If anyone should be policing Russian aggression it should be Europe’s biggest powers, France and Germany, but they seem uninterested in the future of the former Soviet state.

Ukrainian army reservists participate in training in a forest near Kiev. Picture: Getty Images
Ukrainian army reservists participate in training in a forest near Kiev. Picture: Getty Images

In a perfect world Russia would not invade Ukraine, but it’s not a perfect world, and the US and its allies could make the world a lot more imperfect by embroiling the US in a proxy war with Russia via Ukraine.

Reports the US is considering sending thousands of troops to the region should be deeply worrying, the harbinger of a confrontation that could weaken the US in the much bigger strategic clash with China.

If Russian aggression is anyone’s to police, it’s Europe’s; in particular, France and Germany, the two biggest powers in the region, which seem, compared with the US, relatively uninterested in the future of Ukraine.

In the Cuban missile crisis in 1962, president John F. Kennedy cleverly reached an agreement in private with Soviet leader Nikita Khrushchev, via back-channel communications, to withdraw US missiles from Turkey in return for the withdrawal of Soviet missiles from Cuba, averting what could have been a cataclysmic war.

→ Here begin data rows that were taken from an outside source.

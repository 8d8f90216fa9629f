use std::time::Duration;

use serde::Deserialize;
use url::Url;

use crate::code_verifier::{self, DEFAULT_CODE_VERIFIER_LENGTH, PkceError};
use crate::state_token::MIN_STATE_NONCE_LENGTH;

/// Scopes requested when none are configured explicitly.
pub const DEFAULT_SCOPE: &str = "openid email profile roles";

/// Prefix of every key this library writes to browser storage.
pub const DEFAULT_STORAGE_KEY_PREFIX: &str = "webchat-";

/// Parameters required to authenticate against a single authorization server.
///
/// Can be deserialized, for example from a JSON document served alongside the application.
/// Only `auth_server_url`, `client_id` and `redirect_uri` are required.
#[derive(Debug, Clone, PartialEq, Deserialize)]
pub struct UsePkceAuthOptions {
    /// Url of the realm on your authorization server, e.g. "https://id.example.com/realms/my-realm".
    /// All endpoints are derived from it. A trailing slash is ignored.
    pub auth_server_url: Url,

    /// The public client as registered with the authorization server.
    pub client_id: String,

    /// Url the authorization server redirects to after login. This is where `AuthCallback` is
    /// rendered. Must match the redirect URI registered for the client.
    pub redirect_uri: Url,

    /// Space-delimited scopes. `openid` is always requested, even if missing here.
    #[serde(default = "default_scope")]
    pub scope: String,

    /// Path navigated to after a successful login.
    #[serde(default = "default_post_login_path")]
    pub post_login_path: String,

    /// Path navigated to after logout.
    #[serde(default = "default_post_logout_path")]
    pub post_logout_path: String,

    #[serde(default)]
    pub advanced: AdvancedOptions,
}

fn default_scope() -> String {
    DEFAULT_SCOPE.to_owned()
}

fn default_post_login_path() -> String {
    "/chat".to_owned()
}

fn default_post_logout_path() -> String {
    "/".to_owned()
}

impl UsePkceAuthOptions {
    pub fn new(auth_server_url: Url, client_id: impl Into<String>, redirect_uri: Url) -> Self {
        Self {
            auth_server_url,
            client_id: client_id.into(),
            redirect_uri,
            scope: default_scope(),
            post_login_path: default_post_login_path(),
            post_logout_path: default_post_logout_path(),
            advanced: AdvancedOptions::default(),
        }
    }

    pub(crate) fn validate(&self) -> Result<(), PkceError> {
        code_verifier::check_length(self.advanced.code_verifier_length)
    }
}

#[derive(Debug, Clone, PartialEq, Deserialize)]
#[serde(default)]
pub struct AdvancedOptions {
    /// Length of generated PKCE code verifiers. Must be within 43..=128.
    /// Defaults to `128`.
    pub code_verifier_length: usize,

    /// Length of the anti-CSRF nonce in the `state` parameter. Values below 32 are raised to 32.
    /// Defaults to `32`.
    pub state_nonce_length: usize,

    /// An access token expiring within this duration already counts as expired. This avoids
    /// issuing requests with a token the server rejects in transit.
    /// Defaults to `time::Duration::seconds(30)`.
    pub expiry_buffer: time::Duration,

    /// Upper bound for any request against the token or revocation endpoint.
    /// Defaults to `Duration::from_secs(15)`.
    pub request_timeout: Duration,

    /// Interval after which the access token should be checked for its age.
    /// Defaults to `Duration::from_secs(1)`.
    pub access_token_age_check_interval: Duration,

    /// Prefix of every storage key, e.g. `webchat-access-token`.
    /// Defaults to `"webchat-"`.
    pub storage_key_prefix: String,
}

impl Default for AdvancedOptions {
    fn default() -> Self {
        Self {
            code_verifier_length: DEFAULT_CODE_VERIFIER_LENGTH,
            state_nonce_length: MIN_STATE_NONCE_LENGTH,
            expiry_buffer: time::Duration::seconds(30),
            request_timeout: Duration::from_secs(15),
            access_token_age_check_interval: Duration::from_secs(1),
            storage_key_prefix: DEFAULT_STORAGE_KEY_PREFIX.to_owned(),
        }
    }
}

A similar manoeuvre now might help defuse tension that risks bubbling over into something more serious even within days.

Kennedy’s air force chief, Curtis LeMay, wanted to bomb Cuba. Kennedy wisely ignored him, and Joe Biden should do the same with his.

Biden to call European allies over Ukraine

The US has refused to give any ground to Russia on Vladimir Putin’s request for a promise that NATO doesn’t expand further east. Russia must feel as the US did in the early 1960s, when the Soviets planned for missiles in Cuba. There’s little to lose from promising, perhaps in secret, as Kennedy did, to halt the expansion of NATO eastwards.

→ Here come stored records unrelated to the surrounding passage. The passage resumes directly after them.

use leptos_router::params::{Params, ParamsError, ParamsMap};
use serde::{Deserialize, Serialize};
use url::Url;

use crate::{AccessToken, AuthorizationCode, RefreshToken};

/// Successful response of the token endpoint, for both the `authorization_code` and the
/// `refresh_token` grant.
///
/// See [RFC 6749 Section 5.1](https://datatracker.ietf.org/doc/html/rfc6749#section-5.1).
#[derive(Debug, Clone, PartialEq, Eq, Deserialize, Serialize)]
pub struct TokenResponse {
    pub access_token: AccessToken,
    pub token_type: Option<String>,
    pub expires_in: Option<i64>,
    /// Servers may omit this on refresh. The previously stored refresh token stays valid then.
    pub refresh_token: Option<RefreshToken>,
    pub refresh_expires_in: Option<i64>,
    pub scope: Option<String>,
    pub id_token: Option<String>,
    #[serde(rename = "not-before-policy")]
    pub not_before_policy: Option<i64>,
    pub session_state: Option<String>,
}

/// See [RFC 6749 Section 5.2](https://datatracker.ietf.org/doc/html/rfc6749#section-5.2) for details.
#[derive(Debug, Clone, PartialEq, Eq, Deserialize, Serialize)]
pub enum KnownOidcErrorCode {
    #[serde(rename = "invalid_request")]
    InvalidRequest,

    #[serde(rename = "invalid_client")]
    InvalidClient,

    /// The provided authorization grant or refresh token is invalid, expired, revoked, does not
    /// match the redirection URI used in the authorization request, or was issued to another client.
    #[serde(rename = "invalid_grant")]
    InvalidGrant,

    #[serde(rename = "unauthorized_client")]
    UnauthorizedClient,

    #[serde(rename = "unsupported_grant_type")]
    UnsupportedGrantType,

    #[serde(rename = "invalid_scope")]
    InvalidScope,

    /// Authorization endpoint only: the resource owner or authorization server denied the request.
    #[serde(rename = "access_denied")]
    AccessDenied,
}

#[derive(Debug, Clone, PartialEq, Eq, Deserialize, Serialize)]
#[serde(untagged)]
pub enum OidcErrorCode {
    Known(KnownOidcErrorCode),
    Unknown(String),
}

/// OAuth error response body, as returned by the token and revocation endpoints.
#[derive(Debug, Clone, PartialEq, Eq, Deserialize, Serialize)]
pub struct ErrorResponse {
    pub error: OidcErrorCode,
    pub error_description: Option<String>,
    pub error_uri: Option<String>,
}

impl ErrorResponse {
    /// Any `invalid_grant` means that the code or refresh token we sent is no longer usable.
    pub fn is_invalid_grant(&self) -> bool {
        self.error == OidcErrorCode::Known(KnownOidcErrorCode::InvalidGrant)
    }
}

/// Query parameters the authorization server appends to our `redirect_uri`.
///
/// Empty values are treated as absent.
#[derive(Debug, Clone, Default, PartialEq, Eq, Deserialize, Serialize)]
pub struct CallbackParams {
    pub code: Option<AuthorizationCode>,
    pub state: Option<String>,
    pub error: Option<String>,
    pub error_description: Option<String>,
}

/// Identity of one authorization response. Handling is deduplicated on it.
#[derive(Debug, Clone, PartialEq, Eq, Hash)]
pub struct CallbackKey {
    code: Option<String>,
    state: Option<String>,
    error: Option<String>,
}

impl CallbackParams {
    pub fn from_url(url: &Url) -> Self {
        let mut params = Self::default();
        for (key, value) in url.query_pairs() {
            let slot = match &*key {
                "code" => &mut params.code,
                "state" => &mut params.state,
                "error" => &mut params.error,
                "error_description" => &mut params.error_description,
                _ => continue,
            };
            *slot = non_empty(value.into_owned());
        }
        params
    }

    pub fn key(&self) -> CallbackKey {
        CallbackKey {
            code: self.code.clone(),
            state: self.state.clone(),
            error: self.error.clone(),
        }
    }

    /// Whether this looks like a redirect from the authorization server at all.
    pub fn is_empty(&self) -> bool {
        self.code.is_none() && self.state.is_none() && self.error.is_none()
    }
}

fn non_empty(value: String) -> Option<String> {
    Some(value).filter(|it| !it.is_empty())
}

/// Never fails: missing parameters are a state the callback handler reports itself.
impl Params for CallbackParams {
    fn from_map(map: &ParamsMap) -> Result<Self, ParamsError> {
        Ok(CallbackParams {
            code: map.get("code").and_then(non_empty),
            state: map.get("state").and_then(non_empty),
            error: map.get("error").and_then(non_empty),
            error_description: map.get("error_description").and_then(non_empty),
        })
    }
}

Perhaps such a promise would sate Russia’s desires for now, or at least long enough for Putin’s influence to wane. If it doesn’t, it was worth trying to avoid war, the costs of which will fall mainly on ordinary Ukrainian people.

NATO, formed in 1949, is an anachronism of the Cold War that served its purpose well, surviving as much for reasons of bureaucratic inertia as any grand strategic purpose. It perpetuates the idea of a permanent confrontation with Russia, which understandably troubles Russia. Is there any other country that has a group of nations permanently allied against it?

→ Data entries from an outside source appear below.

use std::sync::Arc;

use leptos::callback::Callback;
use leptos::prelude::*;
use leptos_use::{UseIntervalReturn, use_interval};

use crate::action;
use crate::callback::CallbackState;
use crate::config::UsePkceAuthOptions;
use crate::error::AuthError;
use crate::session::{AuthSession, SessionController};
use crate::state::PkceAuth;

/// Creates the session controller (backed by browser storage and browser navigation), provides
/// the resulting [`PkceAuth`] as context and starts the initial authentication check.
///
/// Fails only on invalid `options`.
pub fn init_pkce_auth(options: UsePkceAuthOptions) -> Result<PkceAuth, AuthError> {
    let controller = SessionController::builder(options).build()?;
    Ok(init_pkce_auth_with(controller))
}

/// Like [`init_pkce_auth`], for a controller you configured yourself.
pub fn init_pkce_auth_with(controller: SessionController) -> PkceAuth {
    tracing::trace!("Initializing PKCE auth...");

    let session = RwSignal::new(controller.session());
    let callback_state = RwSignal::new(controller.callback_state());
    let last_error = RwSignal::<Option<Arc<AuthError>>>::new(None);
    let set_last_error = Callback::new(move |err: Option<Arc<AuthError>>| {
        last_error.try_set(err);
    });

    // Mirror every session change into our signal.
    let subscription = controller.subscribe(move |new_session: &AuthSession| {
        session.try_set(new_session.clone());
    });
    let callback_subscription = controller.subscribe_callback_state(move |state: &CallbackState| {
        callback_state.try_set(state.clone());
    });
    {
        let controller = controller.clone();
        on_cleanup(move || {
            controller.unsubscribe(subscription);
            controller.unsubscribe(callback_subscription);
        });
    }

    let check_interval_millis = controller
        .options()
        .advanced
        .access_token_age_check_interval
        .as_millis()
        .try_into()
        .unwrap_or(u64::MAX);

    let controller = StoredValue::new(controller);
    let refreshing = RwSignal::new(false);

    let init_action = action::create_init_action(controller);
    let refresh_action = action::create_refresh_action(controller, refreshing, set_last_error);
    let logout_action = action::create_logout_action(controller, set_last_error);

    init_action.dispatch(());

    // Stored tokens do not tell us when they expire. Look at them periodically.
    let UseIntervalReturn { counter, .. } = use_interval::<u64>(check_interval_millis);
    Effect::new(move |_| {
        let _count = counter.get();
        if !session.with_untracked(AuthSession::is_authenticated) {
            return;
        }
        let controller = controller.with_value(Clone::clone);
        if controller.is_authenticated() {
            return;
        }
        match controller.token_store().refresh_token() {
            Some(_) => {
                tracing::trace!("Access token expired. Refreshing...");
                refresh_action.dispatch(());
            }
            None => {
                tracing::trace!("Access token expired and cannot be refreshed");
                controller.recompute();
            }
        }
    });

    let auth = PkceAuth {
        controller,
        session,
        callback_state,
        last_error,
        refresh_action,
        logout_action,
    };

    // We guarantee that the PkceAuth state is provided as context.
    provide_context(auth);

    auth
}

/// Get the `PkceAuth` provided by [`init_pkce_auth`].
///
/// # Panics
/// When called outside of a component tree below `init_pkce_auth`.
pub fn use_pkce_auth() -> PkceAuth {
    expect_context::<PkceAuth>()
}

pub fn try_use_pkce_auth() -> Option<PkceAuth> {
    use_context::<PkceAuth>()
}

NATO emerged to contain the Soviet Union, a grave ideological and military threat. But Russia is no longer the global threat it once was. The “domino theory” that underpinned the US disaster of Vietnam is now redundant.

Germany’s naval chief was sacked this week for stating candidly what many must be thinking. “Putin and Russia deserve respect, Ukraine has nothing to do with NATO and Crimea has been permanently lost,” he said.

The interests of politics and business tend to align in favour of military confrontation, making it important for outsiders to speak up. Most Americans – and probably Australians, too – couldn’t find Ukraine on a map, and the vast bulk of them do not want the US embroiled in any sort of military expedition in Eastern Europe, surveys show.

NATO places forces on standby in Eastern Europe

In the far more critical international confrontation of the 21st century, between the US and China, Russia could be a valuable ally. Russia has long craved European respectability, at least since Empress Catherine the Great insisted her court speak French.

Humiliating Russia in its own region would make it more likely Putin, and whoever succeeds him, co-operates with China in the future, at a potentially critical juncture. Keeping Russia and China apart might be a better long-term strategy.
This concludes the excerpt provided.